[WHAT YOU NEED TO DO]
The answer must be every line from the listing that holds the string "TradeRecord".

[RECORDS FOR THE EXERCISE]

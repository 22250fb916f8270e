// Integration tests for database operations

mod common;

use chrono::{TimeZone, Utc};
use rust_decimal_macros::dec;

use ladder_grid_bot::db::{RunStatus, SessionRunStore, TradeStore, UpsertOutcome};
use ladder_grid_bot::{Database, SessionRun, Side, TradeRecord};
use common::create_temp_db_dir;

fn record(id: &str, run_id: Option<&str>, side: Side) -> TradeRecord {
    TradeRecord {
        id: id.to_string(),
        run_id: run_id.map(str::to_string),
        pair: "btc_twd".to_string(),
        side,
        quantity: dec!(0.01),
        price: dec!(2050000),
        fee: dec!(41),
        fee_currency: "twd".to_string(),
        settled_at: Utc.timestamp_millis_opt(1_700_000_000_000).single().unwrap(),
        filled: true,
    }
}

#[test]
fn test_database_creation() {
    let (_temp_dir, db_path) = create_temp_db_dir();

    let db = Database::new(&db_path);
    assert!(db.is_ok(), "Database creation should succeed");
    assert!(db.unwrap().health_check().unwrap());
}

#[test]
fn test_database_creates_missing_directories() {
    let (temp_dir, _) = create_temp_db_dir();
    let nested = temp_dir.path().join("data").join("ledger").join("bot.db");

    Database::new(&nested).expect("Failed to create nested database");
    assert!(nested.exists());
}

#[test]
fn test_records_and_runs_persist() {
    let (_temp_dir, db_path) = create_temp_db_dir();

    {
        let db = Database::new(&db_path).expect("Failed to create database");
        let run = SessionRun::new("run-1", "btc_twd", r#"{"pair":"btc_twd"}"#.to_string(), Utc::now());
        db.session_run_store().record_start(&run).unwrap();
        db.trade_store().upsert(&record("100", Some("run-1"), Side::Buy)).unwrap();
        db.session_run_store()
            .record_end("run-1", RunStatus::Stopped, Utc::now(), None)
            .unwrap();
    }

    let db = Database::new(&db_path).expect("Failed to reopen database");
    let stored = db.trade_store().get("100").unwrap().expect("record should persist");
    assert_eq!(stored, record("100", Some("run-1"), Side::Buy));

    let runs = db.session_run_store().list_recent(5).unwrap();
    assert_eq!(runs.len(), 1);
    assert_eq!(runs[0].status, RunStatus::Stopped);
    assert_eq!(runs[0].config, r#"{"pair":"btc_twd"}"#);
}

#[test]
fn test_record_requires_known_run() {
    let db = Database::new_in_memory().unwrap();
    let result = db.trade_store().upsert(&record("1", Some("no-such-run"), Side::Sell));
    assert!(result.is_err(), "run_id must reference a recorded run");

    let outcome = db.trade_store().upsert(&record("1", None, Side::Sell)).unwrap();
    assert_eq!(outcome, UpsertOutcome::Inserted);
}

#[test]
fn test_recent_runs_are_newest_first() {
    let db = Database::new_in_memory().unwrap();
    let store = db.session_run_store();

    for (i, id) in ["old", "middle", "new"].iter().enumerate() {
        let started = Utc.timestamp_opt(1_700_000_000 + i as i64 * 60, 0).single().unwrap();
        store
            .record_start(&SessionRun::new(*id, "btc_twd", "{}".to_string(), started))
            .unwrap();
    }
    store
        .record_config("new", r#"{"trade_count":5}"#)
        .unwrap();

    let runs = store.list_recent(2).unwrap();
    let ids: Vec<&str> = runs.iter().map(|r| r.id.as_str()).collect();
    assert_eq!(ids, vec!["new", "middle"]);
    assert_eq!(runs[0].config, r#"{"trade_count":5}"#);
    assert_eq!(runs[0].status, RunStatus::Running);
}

[ANSWER SPACE]
use ladder_grid_bot::{Database, SessionRun, Side, TradeRecord};
fn record(id: &str, run_id: Option<&str>, side: Side) -> TradeRecord {
    TradeRecord {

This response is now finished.